Max Reger a beau avoir été un compositeur prolifique, avec pas moins de 147 numéros d’opus répertoriés, il ne fait pourtant pas partie du canon musical. Son œuvre s’avère très fournie en musique de chambre et musique vocale, mais beaucoup moins dans le genre symphonique, ce qui suffit à expliquer le relatif intérêt que lui portent aujourd’hui les orchestres et institutions musicales de premier plan.
De plus, il est étonnant qu’un compositeur né près de Bayreuth en 1873 et mort à Leipzig en 1916 ait pu écrire de la musique encore très alignée avec les idéaux de la période romantique, établis 100 ans auparavant. Son emprunt de formes issues de la Renaissance et son adoration manifeste de Bach interroge sur la pertinence de sa musique à un âge où on a déjà tout entendu. C’est en tous cas le sentiment qui a prédominé lors de la soirée-hommage à Max Reger présentée par Pascal Germain-Berardi et le Chœur de Temps Fort, pendant plus de deux heures, le 16 novembre dernier à l’Église Sacré-Chœur de Jésus.
Pour la première pièce au programme, Der Mensch lebt und bestehet, les choristes étaient disposés en deux rangées, des deux côtés de la nef, englobant ainsi le public de leurs pleines voix.

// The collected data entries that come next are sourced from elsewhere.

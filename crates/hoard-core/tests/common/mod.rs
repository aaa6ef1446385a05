//! Shared fixtures for hoard-core integration tests
//!
//! - [`TestArchive`]: a fresh archive on in-memory SQLite with its file tree
//!   in a temp directory
//! - [`Timeline`]: a scripted upstream with failure injection
//! - [`TimelinePlugin`]: a searchable adapter over a timeline
//! - [`LensPlugin`]: a reverse-search adapter over the same timeline
//!
//! # Example
//!
//! ```no_run
//! mod common;
//! use common::{TestArchive, Timeline, TimelinePlugin};
//!
//! #[tokio::test]
//! async fn test_something() {
//!     let archive = TestArchive::new().await;
//!     let timeline = Timeline::with_posts(5);
//!     let plugin = TimelinePlugin::load(&archive, timeline).await;
//! }
//! ```

#![allow(dead_code, clippy::unwrap_used, clippy::expect_used)]

use async_trait::async_trait;
use hoard_common::{Dynamic, HoardError, Result};
use hoard_core::config::Config;
use hoard_core::db::{Database, Session};
use hoard_core::plugin::{
    Configured, DownloadTarget, FieldKind, Form, FormField, Plugin, PluginCore, PluginFactory,
    PluginInit, ReverseSearchPlugin, SearchDetails, SearchPlugin, UrlTarget,
};
use hoard_core::subscription::FetchContext;
use hoard_core::{FetchDirection, Hoard, NewPost, PostIterator, RemotePost, Transfer};
use std::io::Write;
use std::path::PathBuf;
use std::sync::atomic::{AtomicUsize, Ordering};
use std::sync::{Arc, Mutex};
use tempfile::{TempDir, TempPath};

pub const TIMELINE: &str = "timeline";
pub const LENS: &str = "lens";

/// PNG magic followed by padding, enough for content sniffing
pub const PNG_BYTES: &[u8] = &[0x89, b'P', b'N', b'G', 0x0D, 0x0A, 0x1A, 0x0A, 0, 0, 0, 13];

// ============================================================================
// Archive fixture
// ============================================================================

pub struct TestArchive {
    pub hoard: Hoard,
    pub dir: TempDir,
}

impl TestArchive {
    pub async fn new() -> Self {
        Self::with_slot_size(1000).await
    }

    pub async fn with_slot_size(slot_size: i64) -> Self {
        let dir = TempDir::new().expect("Failed to create temp dir");
        let config = Config::new(dir.path().join("archive")).with_files_slot_size(slot_size);
        let database = Database::in_memory().await.expect("Failed to open database");
        let hoard = Hoard::with_database(config, database)
            .await
            .expect("Failed to open archive");

        Self { hoard, dir }
    }

    pub fn session(&self) -> Session {
        self.hoard.session()
    }

    /// Write a scratch file outside the archive tree
    pub fn write_source(&self, name: &str, content: &[u8]) -> PathBuf {
        let path = self.dir.path().join("incoming").join(name);
        std::fs::create_dir_all(path.parent().unwrap()).unwrap();
        std::fs::write(&path, content).unwrap();
        path
    }

    pub fn files_root(&self) -> PathBuf {
        self.hoard.config().files_path()
    }

    pub fn thumbs_root(&self) -> PathBuf {
        self.hoard.config().thumbs_path()
    }
}

// ============================================================================
// Scripted upstream
// ============================================================================

#[derive(Debug, Clone)]
pub struct UpstreamPost {
    pub id: u64,
    pub title: String,
    pub has_original: bool,
}

pub fn post_url(id: u64) -> String {
    format!("https://timeline.test/post/{}", id)
}

#[derive(Debug, Default)]
pub struct Timeline {
    posts: Mutex<Vec<UpstreamPost>>,
    fail_after: Mutex<Option<usize>>,
    pub requests: AtomicUsize,
    pub inits: AtomicUsize,
}

impl Timeline {
    /// Posts 1..=count, each with an original
    pub fn with_posts(count: u64) -> Arc<Self> {
        let timeline = Self::default();
        for id in 1..=count {
            timeline.publish(id, &format!("post {}", id));
        }
        Arc::new(timeline)
    }

    pub fn publish(&self, id: u64, title: &str) {
        let mut posts = self.posts.lock().unwrap();
        posts.push(UpstreamPost {
            id,
            title: title.to_string(),
            has_original: true,
        });
        posts.sort_by_key(|p| p.id);
    }

    /// Make the next fetch fail after storing `processed` posts
    pub fn fail_after(&self, processed: usize) {
        *self.fail_after.lock().unwrap() = Some(processed);
    }

    pub fn get(&self, id: u64) -> Option<UpstreamPost> {
        self.posts.lock().unwrap().iter().find(|p| p.id == id).cloned()
    }

    fn snapshot(&self) -> Vec<UpstreamPost> {
        self.posts.lock().unwrap().clone()
    }

    fn take_failure(&self) -> Option<usize> {
        self.fail_after.lock().unwrap().take()
    }
}

fn temp_with(suffix: &str, content: &[u8]) -> Result<TempPath> {
    let mut file = tempfile::Builder::new().suffix(suffix).tempfile()?;
    file.write_all(content)?;
    Ok(file.into_temp_path())
}

/// Record an upstream post the way an adapter would
pub async fn store_post(
    core: &PluginCore,
    session: &mut Session,
    post: &UpstreamPost,
    preview: bool,
    with_related: bool,
) -> Result<RemotePost> {
    let remote = core
        .upsert_post(
            session,
            NewPost::new(post.id.to_string())
                .url(post_url(post.id))
                .title(post.title.clone()),
        )
        .await?;

    let thumbnail = temp_with(".jpg", format!("thumb-{}", post.id).as_bytes())?;
    let original = if post.has_original && !preview {
        Some(temp_with(".png", PNG_BYTES)?)
    } else {
        None
    };

    core.store_file(
        session,
        &remote,
        0,
        original.as_deref(),
        Some(&*thumbnail),
        Transfer::Move,
    )
    .await?;

    if with_related {
        core.add_related(session, &remote, &post_url(post.id)).await?;
    }

    Ok(remote)
}

// ============================================================================
// Search adapter
// ============================================================================

pub struct TimelineIterator {
    timeline: Arc<Timeline>,
}

impl TimelineIterator {
    pub fn new(timeline: Arc<Timeline>) -> Self {
        Self { timeline }
    }
}

#[async_trait]
impl PostIterator for TimelineIterator {
    async fn init(
        &self,
        _core: &PluginCore,
        options: &mut Dynamic,
        _state: &mut Dynamic,
    ) -> Result<()> {
        self.timeline.inits.fetch_add(1, Ordering::SeqCst);
        if let Some(user) = options.get_str("user").map(str::to_string) {
            options.set("user_id", format!("uid-{}", user))?;
        }
        Ok(())
    }

    async fn fetch(
        &self,
        ctx: &mut FetchContext<'_>,
        direction: FetchDirection,
        n: usize,
    ) -> Result<Vec<RemotePost>> {
        self.timeline.requests.fetch_add(1, Ordering::SeqCst);

        let newest: Option<u64> = ctx.state.get("newest")?;
        let oldest: Option<u64> = ctx.state.get("oldest")?;
        let snapshot = self.timeline.snapshot();

        let batch: Vec<UpstreamPost> = match (direction, newest, oldest) {
            (FetchDirection::Newer, None, _) => {
                let skip = snapshot.len().saturating_sub(n);
                snapshot.into_iter().skip(skip).collect()
            },
            (FetchDirection::Newer, Some(newest), _) => snapshot
                .into_iter()
                .filter(|p| p.id > newest)
                .take(n)
                .collect(),
            (FetchDirection::Older, _, None) => Vec::new(),
            (FetchDirection::Older, _, Some(oldest)) => snapshot
                .into_iter()
                .rev()
                .filter(|p| p.id < oldest)
                .take(n)
                .collect(),
        };

        let fail_after = self.timeline.take_failure();
        let mut stored = Vec::with_capacity(batch.len());

        for (index, post) in batch.iter().enumerate() {
            if fail_after == Some(index) {
                return Err(HoardError::fetch(TIMELINE, "connection reset"));
            }

            stored.push(store_post(ctx.core, ctx.session, post, ctx.preview, true).await?);

            let newest = ctx.state.get::<u64>("newest")?.map_or(post.id, |h| h.max(post.id));
            let oldest = ctx.state.get::<u64>("oldest")?.map_or(post.id, |t| t.min(post.id));
            ctx.state.set("newest", newest)?;
            ctx.state.set("oldest", oldest)?;
        }

        if fail_after.is_some() {
            return Err(HoardError::fetch(TIMELINE, "malformed page"));
        }

        Ok(stored)
    }
}

pub struct TimelinePlugin {
    core: PluginCore,
    timeline: Arc<Timeline>,
}

impl TimelinePlugin {
    /// Register the service and bind an adapter to `timeline`
    pub async fn load(archive: &TestArchive, timeline: Arc<Timeline>) -> Self {
        let mut session = archive.session();
        let core = archive.hoard.plugin_core(&mut session, TIMELINE).await.unwrap();
        session.commit().await.unwrap();
        Self { core, timeline }
    }
}

#[async_trait]
impl PluginFactory for TimelinePlugin {
    const NAME: &'static str = TIMELINE;
    const VERSION: i64 = 2;

    fn config_form() -> Form {
        Form::new("Timeline")
            .field(FormField::new("api_key", "API key", FieldKind::Password).required())
            .field(FormField::new("page_size", "Page size", FieldKind::Number))
    }

    async fn init(
        mut core: PluginCore,
        session: &mut Session,
        parameters: Option<Dynamic>,
    ) -> Result<PluginInit<Self>> {
        match core
            .configure(session, &Self::config_form(), parameters.as_ref())
            .await?
        {
            Configured::Complete(_) => Ok(PluginInit::Ready(Self {
                core,
                timeline: Arc::new(Timeline::default()),
            })),
            Configured::Incomplete(form) => Ok(PluginInit::NeedsInput(form)),
        }
    }

    async fn update(core: &mut PluginCore, session: &mut Session) -> Result<()> {
        let mut config = core.config()?;
        let mut migrations: Vec<i64> = config.get("migrations")?.unwrap_or_default();
        migrations.push(core.source().version);
        config.set("migrations", migrations)?;
        core.save_config(session, &config).await
    }
}

#[async_trait]
impl Plugin for TimelinePlugin {
    fn core(&self) -> &PluginCore {
        &self.core
    }

    fn parse_url(&self, url: &str) -> Option<UrlTarget> {
        let rest = url.strip_prefix("https://timeline.test/")?;
        if let Some(id) = rest.strip_prefix("post/") {
            return Some(UrlTarget::Post(id.to_string()));
        }
        let user = rest.strip_prefix("user/")?;
        let mut options = Dynamic::new();
        options.set("user", user).ok()?;
        Some(UrlTarget::Search(options))
    }

    async fn download(
        &self,
        session: &mut Session,
        target: DownloadTarget,
        preview: bool,
    ) -> Result<RemotePost> {
        let original_id = target.original_id()?;
        let post = original_id
            .parse::<u64>()
            .ok()
            .and_then(|id| self.timeline.get(id))
            .ok_or_else(|| HoardError::fetch(TIMELINE, format!("no post {}", original_id)))?;

        store_post(&self.core, session, &post, preview, true).await
    }

    fn search_form(&self) -> Option<Form> {
        Some(Form::new("Search").field(FormField::new("user", "User", FieldKind::Text).required()))
    }

    async fn get_search_details(&self, options: &Dynamic) -> Result<Option<SearchDetails>> {
        Ok(options.get_str("user").map(|user| SearchDetails {
            hint: Some(user.to_string()),
            title: Some(format!("{}'s timeline", user)),
            related_urls: [format!("https://timeline.test/user/{}", user)].into_iter().collect(),
            ..SearchDetails::default()
        }))
    }
}

impl SearchPlugin for TimelinePlugin {
    fn iterator(&self) -> Box<dyn PostIterator> {
        Box::new(TimelineIterator::new(Arc::clone(&self.timeline)))
    }

    fn subscription_repr(&self, options: &Dynamic) -> Result<String> {
        Ok(match options.get_str("user_id") {
            Some(user_id) => format!("user:{}", user_id),
            None => "all".to_string(),
        })
    }
}

// ============================================================================
// Reverse search adapter
// ============================================================================

/// Returns every timeline post whose title contains the queried file stem
pub struct LensIterator {
    timeline: Arc<Timeline>,
    with_related: bool,
}

#[async_trait]
impl PostIterator for LensIterator {
    async fn fetch(
        &self,
        ctx: &mut FetchContext<'_>,
        _direction: FetchDirection,
        n: usize,
    ) -> Result<Vec<RemotePost>> {
        if ctx.state.get::<bool>("done")?.unwrap_or(false) {
            return Ok(Vec::new());
        }

        let needle = match (ctx.options.get_str("url"), ctx.options.get_str("path")) {
            (Some(url), _) => url.rsplit('/').next().unwrap_or_default().to_string(),
            (_, Some(path)) => std::path::Path::new(path)
                .file_stem()
                .map(|s| s.to_string_lossy().into_owned())
                .unwrap_or_default(),
            _ => return Err(HoardError::fetch(LENS, "no query")),
        };

        let mut stored = Vec::new();
        for post in self
            .timeline
            .snapshot()
            .iter()
            .filter(|p| p.title.contains(&needle))
            .take(n)
        {
            stored.push(store_post(ctx.core, ctx.session, post, true, self.with_related).await?);
        }

        ctx.state.set("done", true)?;
        Ok(stored)
    }
}

pub struct LensPlugin {
    core: PluginCore,
    timeline: Arc<Timeline>,
    with_related: bool,
}

impl LensPlugin {
    pub async fn load(archive: &TestArchive, timeline: Arc<Timeline>) -> Self {
        let mut session = archive.session();
        let core = archive.hoard.plugin_core(&mut session, LENS).await.unwrap();
        session.commit().await.unwrap();
        Self {
            core,
            timeline,
            with_related: true,
        }
    }

    /// An adapter that forgets to record related URLs
    pub fn without_related(mut self) -> Self {
        self.with_related = false;
        self
    }
}

#[async_trait]
impl Plugin for LensPlugin {
    fn core(&self) -> &PluginCore {
        &self.core
    }

    async fn download(
        &self,
        session: &mut Session,
        target: DownloadTarget,
        preview: bool,
    ) -> Result<RemotePost> {
        let original_id = target.original_id()?;
        let post = original_id
            .parse::<u64>()
            .ok()
            .and_then(|id| self.timeline.get(id))
            .ok_or_else(|| HoardError::fetch(LENS, format!("no post {}", original_id)))?;

        store_post(&self.core, session, &post, preview, true).await
    }
}

impl ReverseSearchPlugin for LensPlugin {
    fn iterator(&self) -> Box<dyn PostIterator> {
        Box::new(LensIterator {
            timeline: Arc::clone(&self.timeline),
            with_related: self.with_related,
        })
    }
}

Le chef de chœur, placé dans l’allée centrale, les a guidés à travers des chemins harmoniques sinueux, rappelant le style de maîtres du passé comme Tomás Luis de Victoria et les chorals luthériens sublimés par Bach.
Temps Fort faisait appel à des artistes confirmés qui font aussi les beaux jours d’autres chœurs montréalais. En seconde partie, on a pu apprécier notamment la belle homogénéité des voix de sopranos et d’altos grâce à trois pièces pour chœur de femmes. Im Himmelreich ein Haus steht témoignait, une fois encore, d’un goût prononcé pour des harmonies éthérées dignes de la musique ancienne. Schweigen et Abendlied, pour chœur mixte, offraient des sonorités plus romantiques par de grands sauts d’intervalle et d’innombrables changements de couleurs d’accords.
Au programme également, trois pièces pour chœur d’hommes de Paul Hindemith, lui-même influencé par le style antique porté par Max Reger, et Waldesnacht de Johannes Brahms. Cette dernière est en tout point un modèle de composition vocale dans le style romantique, un modèle de structure et de solennité qui invitait au recueillement. Elle a été suivie de Mein Odem ist schwach de Max Reger, œuvre imposante de 15 minutes, incluant deux larges parties fuguées, et assez représentative du compositeur dans sa volonté de faire converger des émotions pourtant opposées (ici, la pulsion de mort et l’exaltation). Une manière pour Temps Fort de finir en force avec certainement l’un des moments de la soirée les plus ardus à chanter. L’occasion de se demander une dernière fois: à quoi bon composer une musique aussi fouillée qui, à la veille de la création du Sacre du Printemps de Stravinsky, fait inévitablement ressurgir l’ombre de Bach?